▶ _Activity_: Copy out the entries that follow. Leave none out.

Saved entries
----------
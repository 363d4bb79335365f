use anyhow::{Context, Result};
use clap::{ArgAction, CommandFactory, Parser};
use clap_complete::{generate, Shell};
use colored::*;
use indicatif::{ProgressBar, ProgressStyle};
use spellscan::cli::check::{check_files, collect_files};
use spellscan::cli::output::{self, OutputFormat};
use spellscan::config::Overrides;
use spellscan::parser::Strategy;
use spellscan::{cli, dict, Config, SpellChecker};
use std::io;
use std::path::PathBuf;
use std::time::Duration;
use tracing::{debug, Level};
use tracing_subscriber::EnvFilter;

#[derive(Parser, Debug)]
#[command(name = "spellscan")]
#[command(version, about = "Spell check the comments and strings of source code", long_about = None)]
struct Cli {
    /// Files or directories to check
    #[arg(value_name = "PATHS")]
    paths: Vec<PathBuf>,

    /// Disable colored output
    #[arg(long, global = true)]
    no_color: bool,

    /// Exit with code 0 even if misspellings are found
    #[arg(long)]
    no_fail: bool,

    /// Dictionary to use (e.g., en_US, en_GB)
    #[arg(short, long, global = true)]
    language: Option<String>,

    /// Directory holding <language>.aff and <language>.dic
    #[arg(long, global = true, env = "SPELLSCAN_DICTIONARY_DIR")]
    dictionary_dir: Option<PathBuf>,

    /// Personal dictionary file
    #[arg(long, global = true)]
    personal_dict: Option<PathBuf>,

    /// Add words to personal dictionary
    #[arg(long)]
    add_to_dict: Vec<String>,

    /// How comments and strings are found
    #[arg(long, global = true)]
    strategy: Option<Strategy>,

    /// Show suggestions for each misspelling
    #[arg(short, long, global = true)]
    suggest: bool,

    /// Output format (text, json)
    #[arg(short = 'o', long, default_value = "text")]
    format: OutputFormat,

    /// Generate shell completion script
    #[arg(long, value_name = "SHELL")]
    completion: Option<Shell>,

    /// Increase log verbosity (-v info, -vv debug, -vvv trace)
    #[arg(short, long, action = ArgAction::Count, global = true)]
    verbose: u8,

    #[command(subcommand)]
    command: Option<Commands>,
}

#[derive(Parser, Debug)]
enum Commands {
    /// Check files, then re-check them whenever they change
    Watch {
        /// Files or directories to watch
        #[arg(value_name = "PATHS", default_value = ".")]
        paths: Vec<PathBuf>,
    },
    /// Dictionary management
    Dict {
        #[command(subcommand)]
        action: DictCommands,
    },
}

#[derive(Parser, Debug)]
enum DictCommands {
    /// List installed dictionaries
    List,
    /// Show dictionary info
    Info {
        /// Language code
        language: String,
    },
    /// Add words to the personal dictionary
    Add {
        #[arg(required = true)]
        words: Vec<String>,
    },
}

fn init_tracing(verbose: u8) {
    let level = match verbose {
        0 => Level::WARN,
        1 => Level::INFO,
        2 => Level::DEBUG,
        _ => Level::TRACE,
    };
    let filter = EnvFilter::try_from_default_env().unwrap_or_else(|_| {
        EnvFilter::new(format!("spellscan={}", level.as_str().to_lowercase()))
    });

    tracing_subscriber::fmt()
        .with_env_filter(filter)
        .with_target(false)
        .with_writer(io::stderr)
        .init();
}

fn main() -> Result<()> {
    let cli = Cli::parse();
    init_tracing(cli.verbose);

    // Handle shell completion generation
    if let Some(shell) = cli.completion {
        let mut cmd = Cli::command();
        generate(shell, &mut cmd, "spellscan", &mut io::stdout());
        return Ok(());
    }

    if cli.no_color {
        colored::control::set_override(false);
    }
    let colored_output = !cli.no_color;

    // Load configuration
    let config = Config::load(Overrides {
        language: cli.language.clone(),
        dictionary_dir: cli.dictionary_dir.clone(),
        personal_dictionary: cli.personal_dict.clone(),
        strategy: cli.strategy,
    })?;
    debug!(?config, "configuration loaded");

    if !cli.add_to_dict.is_empty() {
        add_to_personal(&config, &cli.add_to_dict)?;
    }

    // Handle subcommands
    match cli.command {
        Some(Commands::Dict { action }) => return handle_dict(action, &config),
        Some(Commands::Watch { paths }) => {
            let checker = load_checker(&config)?;
            let suggestions = if cli.suggest { config.max_suggestions } else { 0 };
            return cli::watch::run(checker, &paths, config.debounce(), suggestions, colored_output);
        }
        None => {}
    }

    // Validate input paths
    if cli.paths.is_empty() {
        if !cli.add_to_dict.is_empty() {
            return Ok(());
        }
        anyhow::bail!("No files specified. Use --help for usage information.");
    }

    let checker = load_checker(&config)?;
    let files = collect_files(&cli.paths);
    let suggestions = if cli.suggest { config.max_suggestions } else { 0 };
    let reports = check_files(&checker, &files, suggestions)?;

    output::print_report(&reports, colored_output, cli.format);
    checker.dictionary().dispose();

    // Exit with appropriate code
    let total_errors: usize = reports.iter().map(|r| r.findings.len()).sum();
    if total_errors > 0 && !cli.no_fail {
        std::process::exit(1);
    }

    Ok(())
}

fn load_checker(config: &Config) -> Result<SpellChecker> {
    let pb = ProgressBar::new_spinner();
    pb.set_style(
        ProgressStyle::default_spinner()
            .template("{spinner:.cyan} {msg}")
            .unwrap_or_else(|_| ProgressStyle::default_spinner()),
    );
    pb.enable_steady_tick(Duration::from_millis(80));
    pb.set_message(format!("Loading dictionary {}...", config.language));

    let checker = SpellChecker::new(config);
    pb.finish_and_clear();
    checker.with_context(|| format!("Cannot start without dictionary {}", config.language))
}

fn personal_dict_path(config: &Config) -> Result<PathBuf> {
    config
        .personal_dictionary
        .clone()
        .context("No personal dictionary location available")
}

fn add_to_personal(config: &Config, words: &[String]) -> Result<()> {
    let path = personal_dict_path(config)?;
    let added = dict::manager::add_words(&path, words)?;
    println!(
        "{} Added {} {} to {}",
        "✓".green().bold(),
        added,
        if added == 1 { "word" } else { "words" },
        path.display()
    );
    Ok(())
}

fn dictionary_dir(config: &Config) -> Result<PathBuf> {
    config
        .dictionary_dir()
        .context("Failed to determine the dictionary directory")
}

fn handle_dict(action: DictCommands, config: &Config) -> Result<()> {
    match action {
        DictCommands::List => {
            dict::manager::list_dictionaries(&dictionary_dir(config)?)?;
        }
        DictCommands::Info { language } => {
            dict::manager::show_info(&language, &dictionary_dir(config)?)?;
        }
        DictCommands::Add { words } => {
            add_to_personal(config, &words)?;
        }
    }
    Ok(())
}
----------
▶ _Exercise result_:
repository 363d4bb79335365f
use anyhow::{Context, Result};
use clap::{ArgAction, CommandFactory, Parser};
use clap_complete::{generate, Shell};
use colored::*;
use indicatif::{ProgressBar, ProgressStyle};
use spellscan::cli::check::{check_files, collect_files};
use spellscan::cli::output::{self, OutputFormat};
use spellscan::config::Overrides;
use spellscan::parser::Strategy;
use spellscan::{cli, dict, Config, SpellChecker};
use std::io;
use std::path::PathBuf;
use std::time::Duration;
use tracing::{debug, Level};
use tracing_subscriber::EnvFilter;

#[derive(Parser, Debug)]
#[command(name = "spellscan")]
#[command(version, about = "Spell check the comments and strings of source code", long_about = None)]
struct Cli {
    /// Files or directories to check
    #[arg(value_name = "PATHS")]
    paths: Vec<PathBuf>,

    /// Disable colored output
    #[arg(long, global = true)]
    no_color: bool,

    /// Exit with code 0 even if misspellings are found
    #[arg(long)]
    no_fail: bool,

    /// Dictionary to use (e.g., en_US, en_GB)
    #[arg(short, long, global = true)]
    language: Option<String>,

    /// Directory holding <language>.aff and <language>.dic
    #[arg(long, global = true, env = "SPELLSCAN_DICTIONARY_DIR")]
    dictionary_dir: Option<PathBuf>,

    /// Personal dictionary file
    #[arg(long, global = true)]
    personal_dict: Option<PathBuf>,

    /// Add words to personal dictionary
    #[arg(long)]
    add_to_dict: Vec<String>,

    /// How comments and strings are found
    #[arg(long, global = true)]
    strategy: Option<Strategy>,

    /// Show suggestions for each misspelling
    #[arg(short, long, global = true)]
    suggest: bool,

    /// Output format (text, json)
    #[arg(short = 'o', long, default_value = "text")]
    format: OutputFormat,

    /// Generate shell completion script
    #[arg(long, value_name = "SHELL")]
    completion: Option<Shell>,

    /// Increase log verbosity (-v info, -vv debug, -vvv trace)
    #[arg(short, long, action = ArgAction::Count, global = true)]
    verbose: u8,

    #[command(subcommand)]
    command: Option<Commands>,
}

#[derive(Parser, Debug)]
enum Commands {
    /// Check files, then re-check them whenever they change
    Watch {
        /// Files or directories to watch
        #[arg(value_name = "PATHS", default_value = ".")]
        paths: Vec<PathBuf>,
    },
    /// Dictionary management
    Dict {
        #[command(subcommand)]
        action: DictCommands,
    },
}

#[derive(Parser, Debug)]
enum DictCommands {
    /// List installed dictionaries
    List,
    /// Show dictionary info
    Info {
        /// Language code
        language: String,
    },
    /// Add words to the personal dictionary
    Add {
        #[arg(required = true)]
        words: Vec<String>,
    },
}

fn init_tracing(verbose: u8) {
    let level = match verbose {
        0 => Level::WARN,
        1 => Level::INFO,
        2 => Level::DEBUG,
        _ => Level::TRACE,
    };
    let filter = EnvFilter::try_from_default_env().unwrap_or_else(|_| {
        EnvFilter::new(format!("spellscan={}", level.as_str().to_lowercase()))
    });

    tracing_subscriber::fmt()
        .with_env_filter(filter)
        .with_target(false)
        .with_writer(io::stderr)
        .init();
}

fn main() -> Result<()> {
    let cli = Cli::parse();
    init_tracing(cli.verbose);

    // Handle shell completion generation
    if let Some(shell) = cli.completion {
        let mut cmd = Cli::command();
        generate(shell, &mut cmd, "spellscan", &mut io::stdout());
        return Ok(());
    }

    if cli.no_color {
        colored::control::set_override(false);
    }
    let colored_output = !cli.no_color;

    // Load configuration
    let config = Config::load(Overrides {
        language: cli.language.clone(),
        dictionary_dir: cli.dictionary_dir.clone(),
        personal_dictionary: cli.personal_dict.clone(),
        strategy: cli.strategy,
    })?;
    debug!(?config, "configuration loaded");

    if !cli.add_to_dict.is_empty() {
        add_to_personal(&config, &cli.add_to_dict)?;
    }

    // Handle subcommands
    match cli.command {
        Some(Commands::Dict { action }) => return handle_dict(action, &config),
        Some(Commands::Watch { paths }) => {
            let checker = load_checker(&config)?;
            let suggestions = if cli.suggest { config.max_suggestions } else { 0 };
            return cli::watch::run(checker, &paths, config.debounce(), suggestions, colored_output);
        }
        None => {}
    }

    // Validate input paths
    if cli.paths.is_empty() {
        if !cli.add_to_dict.is_empty() {
            return Ok(());
        }
        anyhow::bail!("No files specified. Use --help for usage information.");
    }

    let checker = load_checker(&config)?;
    let files = collect_files(&cli.paths);
    let suggestions = if cli.suggest { config.max_suggestions } else { 0 };
    let reports = check_files(&checker, &files, suggestions)?;

    output::print_report(&reports, colored_output, cli.format);
    checker.dictionary().dispose();

    // Exit with appropriate code
    let total_errors: usize = reports.iter().map(|r| r.findings.len()).sum();
    if total_errors > 0 && !cli.no_fail {
        std::process::exit(1);
    }

    Ok(())
}

fn load_checker(config: &Config) -> Result<SpellChecker> {
    let pb = ProgressBar::new_spinner();
    pb.set_style(
        ProgressStyle::default_spinner()
            .template("{spinner:.cyan} {msg}")
            .unwrap_or_else(|_| ProgressStyle::default_spinner()),
    );
    pb.enable_steady_tick(Duration::from_millis(80));
    pb.set_message(format!("Loading dictionary {}...", config.language));

    let checker = SpellChecker::new(config);
    pb.finish_and_clear();
    checker.with_context(|| format!("Cannot start without dictionary {}", config.language))
}

fn personal_dict_path(config: &Config) -> Result<PathBuf> {
    config
        .personal_dictionary
        .clone()
        .context("No personal dictionary location available")
}

fn add_to_personal(config: &Config, words: &[String]) -> Result<()> {
    let path = personal_dict_path(config)?;
    let added = dict::manager::add_words(&path, words)?;
    println!(
        "{} Added {} {} to {}",
        "✓".green().bold(),
        added,
        if added == 1 { "word" } else { "words" },
        path.display()
    );
    Ok(())
}

fn dictionary_dir(config: &Config) -> Result<PathBuf> {
    config
        .dictionary_dir()
        .context("Failed to determine the dictionary directory")
}

fn handle_dict(action: DictCommands, config: &Config) -> Result<()> {
    match action {
        DictCommands::List => {
            dict::manager::list_dictionaries(&dictionary_dir(config)?)?;
        }
        DictCommands::Info { language } => {
            dict::manager::show_info(&language, &dictionary_dir(config)?)?;
        }
        DictCommands::Add { words } => {
            add_to_personal(config, &words)?;
        }
    }
    Ok(())
}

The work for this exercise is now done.